Dear Michele,
Your prompt for January’s collaboration is “mother.” Please write about your role as a mom and how it’s changed the woman you were, positively and negatively, and how you feel about this role. Has being a mother made you a better person? Did you always know you wanted to be a mom? Explain your relationship with your mother and how it’s affected the mother you are today. What makes a mom a good mom? What kind of mother do you want to be to your children? What would you like them to remember about you?
I look forward to reading your entry.
Cheers,
Rasee
I’ll probably post this at Motherless as well. It’s hit a few buttons for me so I’ve been putting it off.
My role as a mother has changed me, yes. Not so much “me” but more my own perception of myself. When I started out, I wanted many children – always have. I wanted to be a stay at home mother, white picket fence, lots of kids, the works. I’m starting to realize now – now that my reality is so very different from my young dreams, that it was more about what I didn’t have than what I wanted. What did I get? A strong marriage, two special needs kids, no money, and the necessity to work for the health insurance for the kids, living next door to my parents in a craptastic sham of a house. Only two. I can’t handle any more – physically, mentally, fiscally, you name it.

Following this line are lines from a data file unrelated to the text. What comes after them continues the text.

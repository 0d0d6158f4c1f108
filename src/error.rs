//! XR error types.

use thiserror::Error;

use crate::types::SessionState;

/// Errors reported by the XR context.
///
/// Every variant is recoverable: the host loop is expected to re-poll or
/// re-request rather than abort.
#[derive(Error, Debug, Clone, PartialEq, Eq)]
pub enum XrError {
    /// The hosting environment has no XR support.
    #[error("XR is not available")]
    Unavailable,
    /// A session already occupies the context.
    #[error("XR session already active")]
    AlreadyActive,
    /// A handle or device was rejected.
    #[error("invalid argument: {0}")]
    InvalidArgument(String),
    /// The operation is not valid in the session's current state.
    #[error("session not ready (state: {0:?})")]
    NotReady(SessionState),
    /// The environment reported an asynchronous failure.
    #[error("XR session failed: {0}")]
    EnvironmentFailure(String),
}

pub type XrResult<T> = Result<T, XrError>;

I realized that I don’t think I am a good mother. I realized I have no patience. I realized what my limits were, and that it was important to recognize them. I want to do the things that in my mind make a good mother – but at the end of the day it’s as if I don’ t have any more in me to give. Do I think that motherhood has made me into a better person? Actually, yes. It’s made me, with all our problems, recognize the big picture, and what is and isn’t important in the grand scheme of things. It’s made me more tolerant if some things, but totally less patient with the bullshit – I don’t have time to coddle a grown up.
And of course it all always goes back to the way I grew up. At first I was terrified I’d end up being like Jeannette. Not a maternal bone in her body, and no real need/desire/capability of making real relationships. I thought maybe it was genetic, so I aborted my first pregnancy at 21 years of age. I could have made it work, but pressure from my ex and my fears of being genetically incapable of love both won out. It was later that I realized (when I met my husband) that I really did have the capacity of true love, and there was something in me for someone else to love. Ironically, we lost our first baby too. All my life, I both compared myself to, and fought against the genetic legacy of my biological mother. When our oldest hit 4 years old, I thought, “Okay… Here’s where I find out if I can stay. Here’s where I find out if I’m truly like her.” – but I stayed. I had no thoughts of leaving, of giving up. That’s the age I was when she abandoned me.
As for my mom (great-aunt, the woman who raised me) – She wasn’t your “typical” mother either. Older than the other kids’ moms. Generally sickly. Concerned with her own elderly mother. Absolutely NO interest in the PTA. But she loved me I knew that. She was (and is) neurotic and crazy and exasperating. But has ALWAYS been there for me. In an weird way. I called to tell her I was getting married, and she knew before I told her (she didn’t even know I was dating – it was a difficult time in our lives). Each pregnancy & the miscarriage – told me before I had the chance to tell her. We’re connected. but it can be a strange conflicted adversarial challenge for power. But she’d die for me or her grandkids.
I have no real “quality mother” role models for motherhood, so I struggle. Hoping I’m not visiting the sins of the past onto my children. What do I want them to remember of me? That I loved them. Wholeheartedly, with everything in me, forever, without a doubt – and that I did really try my very very best.
I feel the same way about not being a good enough mother, and that at the end of the day, I just don’t have enough in me to give. And I don’t have as much on my plate as you do, so I can’t even imagine. I think that we all just do our best.
This is my first time here, but I really like your site. And you have beautiful kids (from the previous pictures).
Keep on keepin’ on, mama.
This post hit a few buttons for me, too. I was adopted, and although my parents tried their best, they didn’t show us any love or affection at all. They never, and I mean NEVER, said “I love You” to my brother and sister and I (we were all adopted). So I worried that I would not know how to show love to my children. When my first son was born, I think I overcompensated by telling him I loved him about a dozen times a day!
I have come to realize that we find our capacity to love from within, not from without. I haven’t had the courage to tell my story on Motherless some day, but I will. Thanks for the post.